I loved how prosaic the exchanges were. They made me feel like we were real friends — the kind who don’t need to impress each other with trumped-up versions of our lives. Still, I longed to meet face-to-face. It almost happened in February 2019, when Joanne and most in the movie industry expected “Won’t You Be My Neighbor?” — the popular documentary about her late husband Fred Rogers — to earn an Oscar nomination. But the film was snubbed, and so Joanne’s plans to come to L.A. were nixed. Then, later that year, came “A Beautiful Day in the Neighborhood” — the feature film in which Tom Hanks starred as Mister Rogers. Joanne, who had cooperated with the production, was set to attend a local Pennsylvania premiere — and I convinced my editors that I should fly there to write about it.

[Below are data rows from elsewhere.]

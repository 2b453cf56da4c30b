/*!
 * Tests for the application controller commands that work on files only
 */

use std::fs;

use bookwash::app_config::Config;
use bookwash::app_controller::Controller;
use bookwash::bookwash::{Axis, ChangeBlock, ChangeStatus, ContentUnit, Document, Level, Selection, SettingValue, TextView};
use bookwash::file_utils::FileManager;

use crate::common;

fn document_with_changes() -> Document {
    let mut doc = common::sample_document();
    let chapter = &mut doc.chapters[1];
    chapter.units[1] = ContentUnit::Change(ChangeBlock::new(
        1,
        "Profanity softened",
        "\"Damn it all,\" he shouted at the barkeep.",
        "\"Blast it all,\" he shouted at the barkeep.",
    ));
    chapter.units.push(ContentUnit::Change(ChangeBlock::new(2, "Paragraph removed", "Nobody moved.", "")));
    doc
}

#[test]
fn test_resolveTargets_shouldPreferOverridesThenDocumentThenConfig() {
    let mut config = Config::default();
    config.cleaning.target_sexual = Level::G;

    let mut doc = Document::new();
    doc.settings.insert("target_language".to_string(), SettingValue::Int(4));
    doc.settings.insert("target_violence".to_string(), SettingValue::Str("R".to_string()));

    let controller = Controller::with_config(config).with_target_overrides(vec![(Axis::Violence, Level::G)]);
    let targets = controller.resolve_targets(&doc);

    assert_eq!(targets.language, Level::R);
    assert_eq!(targets.sexual, Level::G);
    assert_eq!(targets.violence, Level::G);
}

#[test]
fn test_review_withIdList_shouldUpdateAndSaveFile() {
    let temp_dir = common::create_temp_dir().unwrap();
    let path = common::create_test_document(temp_dir.path(), "book.bookwash", &document_with_changes()).unwrap();
    let controller = Controller::with_config(Config::default());

    let selection: Selection = "2,7".parse().unwrap();
    let summary = controller.review(&path, &selection, ChangeStatus::Accepted).unwrap();

    assert_eq!(summary.succeeded, 1);
    assert!(!summary.has_failures());

    let saved = FileManager::load_document(&path).unwrap();
    let statuses: Vec<(u64, ChangeStatus)> = saved.changes().map(|c| (c.id, c.status)).collect();
    assert_eq!(statuses, vec![(1, ChangeStatus::Pending), (2, ChangeStatus::Accepted)]);
}

#[test]
fn test_review_withMalformedFile_shouldReportFailureAndContinue() {
    let temp_dir = common::create_temp_dir().unwrap();
    common::create_test_document(temp_dir.path(), "a.bookwash", &document_with_changes()).unwrap();
    common::create_test_file(temp_dir.path(), "b.bookwash", "#BOOKWASH 1.0\n\n#CHAPTER: 1\n\n#CHANGE: x\n#END\n").unwrap();
    let controller = Controller::with_config(Config::default());

    let summary = controller.review(temp_dir.path(), &Selection::All, ChangeStatus::Rejected).unwrap();

    assert_eq!(summary.succeeded, 1);
    assert_eq!(summary.failed.len(), 1);
    assert!(summary.failed[0].ends_with("b.bookwash"));

    let saved = FileManager::load_document(temp_dir.path().join("a.bookwash")).unwrap();
    assert!(saved.changes().all(|c| c.status == ChangeStatus::Rejected));
}

#[test]
fn test_export_shouldWriteRequestedView() {
    let temp_dir = common::create_temp_dir().unwrap();
    let mut doc = document_with_changes();
    doc.set_all_change_status(ChangeStatus::Accepted);
    let path = common::create_test_document(temp_dir.path(), "book.bookwash", &doc).unwrap();
    let out_dir = temp_dir.path().join("out");
    let controller = Controller::with_config(Config::default());

    controller.export(&path, Some(&out_dir), TextView::Cleaned).unwrap();
    controller.export(&path, Some(&out_dir), TextView::Original).unwrap();

    let cleaned = fs::read_to_string(out_dir.join("book.cleaned.txt")).unwrap();
    assert!(cleaned.starts_with("# Morning\n\nThe sun rose over the valley."));
    assert!(cleaned.contains("Blast it all"));
    assert!(!cleaned.contains("Damn"));
    assert!(!cleaned.contains("Nobody moved."));

    let original = fs::read_to_string(out_dir.join("book.original.txt")).unwrap();
    assert!(original.contains("Damn it all"));
    assert!(original.contains("Nobody moved."));
}

#[test]
fn test_import_shouldCreateDocumentAndRefuseOverwrite() {
    let temp_dir = common::create_temp_dir().unwrap();
    let text = "# One\n\nFirst paragraph.\n\nSecond\nparagraph.\n\n# Two\n\nThird.\n";
    let input = common::create_test_file(temp_dir.path(), "novel.txt", text).unwrap();
    let controller = Controller::with_config(Config::default());

    let output = controller.import(&input, None, false).unwrap();

    assert!(output.ends_with("novel.bookwash"));
    let doc = FileManager::load_document(&output).unwrap();
    assert_eq!(doc.metadata.title.as_deref(), Some("novel"));
    assert_eq!(doc.source.as_deref(), Some("novel.txt"));
    assert_eq!(doc.chapters.len(), 2);
    assert_eq!(doc.chapters[0].title.as_deref(), Some("One"));
    assert_eq!(doc.chapters[0].original_paragraphs(), vec!["First paragraph.", "Second\nparagraph."]);
    assert!(doc.chapters.iter().all(|c| c.rating.is_none()));

    assert!(controller.import(&input, None, false).is_err());
    assert!(controller.import(&input, None, true).is_ok());
}

#[test]
fn test_stats_shouldSummarizeEachDocument() {
    let temp_dir = common::create_temp_dir().unwrap();
    common::create_test_document(temp_dir.path(), "book.bookwash", &document_with_changes()).unwrap();
    let controller = Controller::with_config(Config::default());

    let stats = controller.stats(temp_dir.path()).unwrap();

    assert_eq!(stats.len(), 1);
    let (_, book) = &stats[0];
    assert_eq!(book.chapters, 2);
    assert_eq!(book.rated, 0);
    assert_eq!(book.changes.pending, 2);
}
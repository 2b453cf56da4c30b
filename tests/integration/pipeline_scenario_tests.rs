/*!
 * Orchestrator scenarios driven by a scripted content service
 */

use bookwash::bookwash::{Chapter, ChangeStatus, ContentUnit, Document, Level, Rating, Targets, TextView};
use bookwash::pipeline::{BookwashPipeline, ChapterState, PipelineConfig, PipelineMode};
use bookwash::service::{Aggression, ScriptedService};

use crate::common::{self, rating};

fn flagged_document(chapter: Chapter) -> Document {
    let mut doc = Document::new();
    doc.chapters.push(chapter);
    doc
}

/// Chapter rated R for language with a PG language target: the rate pass flags
/// it, the first revision is light and a still-R verification escalates.
#[tokio::test]
async fn test_process_languageR_withPgTarget_shouldEscalateAggression() {
    common::init_test_logging();
    let mut doc = flagged_document(
        Chapter::new(1)
            .with_paragraph("Quiet start.")
            .with_paragraph("Damn you, he said."),
    );
    let mut service = ScriptedService::new()
        .with_ratings([
            rating(Level::R, Level::G, Level::G),
            rating(Level::R, Level::G, Level::G),
            rating(Level::PG, Level::G, Level::G),
        ])
        .with_revisions(["Quiet start.\n\nDarn you, he said.", "Quiet start.\n\nCurse you, he said."]);
    let config = PipelineConfig {
        targets: Targets::new(Level::PG, Level::PG, Level::PG13),
        ..PipelineConfig::default()
    };

    let result = {
        let mut pipeline = BookwashPipeline::new(&mut service, config);
        pipeline.run(&mut doc, PipelineMode::Process).await.unwrap()
    };

    assert_eq!(service.aggression_levels(), vec![Aggression::Light, Aggression::Moderate]);
    assert_eq!(service.classify_count(), 3);

    let outcome = result.outcome(1).unwrap();
    assert_eq!(outcome.state, ChapterState::Converged);
    assert_eq!(outcome.iterations, 2);

    let chapter = &doc.chapters[0];
    assert_eq!(chapter.needs_cleaning, Some(false));
    assert_eq!(chapter.rating, Some(rating(Level::PG, Level::G, Level::G)));
    assert_eq!(chapter.text(TextView::Proposed), "Quiet start.\n\nCurse you, he said.");
    assert_eq!(chapter.text(TextView::Original), "Quiet start.\n\nDamn you, he said.");
}

/// Same rating with a lenient target set only escalates once the loop is on
/// its third round.
#[tokio::test]
async fn test_clean_withLenientTargets_shouldStayLightOnSecondIteration() {
    let mut chapter = Chapter::new(1).with_paragraph("Blood everywhere.");
    chapter.rating = Some(rating(Level::G, Level::G, Level::X));
    chapter.needs_cleaning = Some(true);
    let mut doc = flagged_document(chapter);

    let stubborn = rating(Level::G, Level::G, Level::X);
    let mut service = ScriptedService::new().with_fallback_rating(stubborn);
    let config = PipelineConfig {
        targets: Targets::new(Level::R, Level::R, Level::R),
        ..PipelineConfig::default()
    };

    BookwashPipeline::new(&mut service, config)
        .run(&mut doc, PipelineMode::Clean)
        .await
        .unwrap();

    assert_eq!(
        service.aggression_levels(),
        vec![Aggression::Light, Aggression::Light, Aggression::Moderate]
    );
}

/// A reviser that never gets below target stops at the iteration budget.
#[tokio::test]
async fn test_clean_neverConverging_shouldExhaustWithinBudget() {
    common::init_test_logging();
    let mut chapter = Chapter::new(1).with_paragraph("Filthy words.");
    chapter.rating = Some(rating(Level::X, Level::G, Level::G));
    chapter.needs_cleaning = Some(true);
    let mut doc = flagged_document(chapter);

    let last = rating(Level::R, Level::G, Level::G);
    let mut service = ScriptedService::new()
        .with_ratings([rating(Level::X, Level::G, Level::G), rating(Level::R, Level::G, Level::G), last])
        .with_revisions(["Dirty words.", "Rude words.", "Coarse words."]);
    let config = PipelineConfig {
        max_iterations: 3,
        ..PipelineConfig::default()
    };

    let result = BookwashPipeline::new(&mut service, config)
        .run(&mut doc, PipelineMode::Clean)
        .await
        .unwrap();

    let outcome = result.outcome(1).unwrap();
    assert_eq!(outcome.state, ChapterState::Exhausted);
    assert_eq!(outcome.iterations, 3);
    assert_eq!(service.revised_inputs().len(), 3);

    let chapter = &doc.chapters[0];
    assert_eq!(chapter.rating, Some(last));
    assert_eq!(chapter.needs_cleaning, Some(false));
    assert_eq!(chapter.text(TextView::Proposed), "Coarse words.");
}

/// A revision with fewer paragraphs is aligned by similarity: the dropped
/// heading becomes a removal, the rest pair up.
#[tokio::test]
async fn test_clean_withMergedParagraphs_shouldAlignBySimilarity() {
    let mut chapter = Chapter::new(1)
        .with_paragraph("Title")
        .with_paragraph("Para A")
        .with_paragraph("Para B");
    chapter.rating = Some(rating(Level::R, Level::G, Level::G));
    chapter.needs_cleaning = Some(true);
    let mut doc = flagged_document(chapter);

    let mut service = ScriptedService::new()
        .with_revisions(["Para A revised\n\nPara B"])
        .with_ratings([Rating::default()]);

    BookwashPipeline::new(&mut service, PipelineConfig::default())
        .run(&mut doc, PipelineMode::Clean)
        .await
        .unwrap();

    let units = &doc.chapters[0].units;
    assert_eq!(units.len(), 3);
    match &units[0] {
        ContentUnit::Change(block) => {
            assert_eq!(block.original, "Title");
            assert!(block.is_removal());
        }
        other => panic!("expected a removal, got {:?}", other),
    }
    match &units[1] {
        ContentUnit::Change(block) => {
            assert_eq!(block.original, "Para A");
            assert_eq!(block.cleaned, "Para A revised");
        }
        other => panic!("expected a change, got {:?}", other),
    }
    assert_eq!(units[2], ContentUnit::Paragraph("Para B".to_string()));
}

#[tokio::test]
async fn test_rate_serviceFailure_shouldDegradeOnlyThatChapter() {
    let mut doc = common::sample_document();
    let mut service = ScriptedService::new()
        .fail_next_classify()
        .with_ratings([rating(Level::R, Level::G, Level::G)]);

    let result = BookwashPipeline::new(&mut service, PipelineConfig::default())
        .run(&mut doc, PipelineMode::Rate)
        .await
        .unwrap();

    assert_eq!(result.failed(), 1);
    assert!(result.outcome(1).unwrap().error.is_some());
    assert_eq!(doc.chapters[0].rating, Some(Rating::default()));
    assert_eq!(doc.chapters[0].needs_cleaning, Some(false));
    assert_eq!(doc.chapters[1].needs_cleaning, Some(true));
    assert_eq!(result.count(ChapterState::NeedsRevision), 1);
}

#[tokio::test]
async fn test_clean_reviserFailure_shouldKeepOriginalUnits() {
    let mut doc = common::sample_document();
    doc.chapters[1].rating = Some(rating(Level::R, Level::G, Level::G));
    doc.chapters[1].needs_cleaning = Some(true);
    let before = doc.chapters[1].units.clone();
    let mut service = ScriptedService::new().fail_next_revise();

    let result = BookwashPipeline::new(&mut service, PipelineConfig::default())
        .run(&mut doc, PipelineMode::Clean)
        .await
        .unwrap();

    assert_eq!(result.outcome(2).unwrap().state, ChapterState::Failed);
    assert_eq!(doc.chapters[1].units, before);
    assert_eq!(doc.chapters[1].needs_cleaning, Some(false));
}

#[tokio::test]
async fn test_clean_withoutVerify_shouldReviseOnceAndKeepRating() {
    let mut doc = common::sample_document();
    let stored = rating(Level::R, Level::G, Level::G);
    doc.chapters[1].rating = Some(stored);
    doc.chapters[1].needs_cleaning = Some(true);
    let mut service = ScriptedService::new().with_revisions([
        "He walked into the tavern.\n\n\"Curses,\" he shouted at the barkeep.\n\nThe room went quiet.",
    ]);
    let config = PipelineConfig {
        verify: false,
        ..PipelineConfig::default()
    };

    let result = BookwashPipeline::new(&mut service, config)
        .run(&mut doc, PipelineMode::Clean)
        .await
        .unwrap();

    assert_eq!(result.outcome(2).unwrap().state, ChapterState::Unverified);
    assert_eq!(service.classify_count(), 0);
    assert_eq!(service.aggression_levels(), vec![Aggression::Light]);
    assert_eq!(doc.chapters[1].rating, Some(stored));
    assert_eq!(doc.chapters[1].changes().count(), 1);
}

#[tokio::test]
async fn test_process_secondRun_shouldBeNoOpAndKeepChangeIds() {
    let mut doc = common::sample_document();
    let mut service = ScriptedService::new()
        .with_ratings([
            rating(Level::G, Level::G, Level::G),
            rating(Level::R, Level::G, Level::G),
            rating(Level::G, Level::G, Level::G),
        ])
        .with_revisions(["He walked into the tavern.\n\n\"Blast,\" he shouted at the barkeep.\n\nThe room went quiet."]);

    BookwashPipeline::new(&mut service, PipelineConfig::default())
        .run(&mut doc, PipelineMode::Process)
        .await
        .unwrap();
    doc.set_all_change_status(ChangeStatus::Accepted);
    let after_first = doc.clone();
    let calls = service.calls().len();

    let result = BookwashPipeline::new(&mut service, PipelineConfig::default())
        .run(&mut doc, PipelineMode::Process)
        .await
        .unwrap();

    assert!(result.outcomes.is_empty());
    assert_eq!(result.summary(), "no chapters needed work");
    assert_eq!(service.calls().len(), calls);
    assert_eq!(doc.chapters, after_first.chapters);
}

#[tokio::test]
async fn test_run_shouldStoreTargetsInDocumentSettings() {
    let mut doc = Document::new();
    let mut service = ScriptedService::new();
    let config = PipelineConfig {
        targets: Targets::new(Level::G, Level::PG13, Level::R),
        ..PipelineConfig::default()
    };

    BookwashPipeline::new(&mut service, config)
        .run(&mut doc, PipelineMode::Rate)
        .await
        .unwrap();

    assert_eq!(
        doc.targets_or(Targets::default()),
        Targets::new(Level::G, Level::PG13, Level::R)
    );
}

“Well, this just makes my day, dearest Amy!!!” she wrote when I told her of my plans. “Can’t wait to finally give you a big hug and kiss.”

Joanne and Fred Rogers
Joanne and Fred Rogers at their home on Nantucket.
(Lynn Johnson )

At many film premieres, movie stars seem miserable. I often think how valuable it would be for any teenager who wants to be famous — I was one of them — to witness what celebrities like Lady Gaga and Oprah Winfrey experience at these events. They’re often so encircled by onlookers that they literally cannot move for hours. They pose for photos for the entire night, having no substantive conversations, and field thirsty requests from fans with business cards.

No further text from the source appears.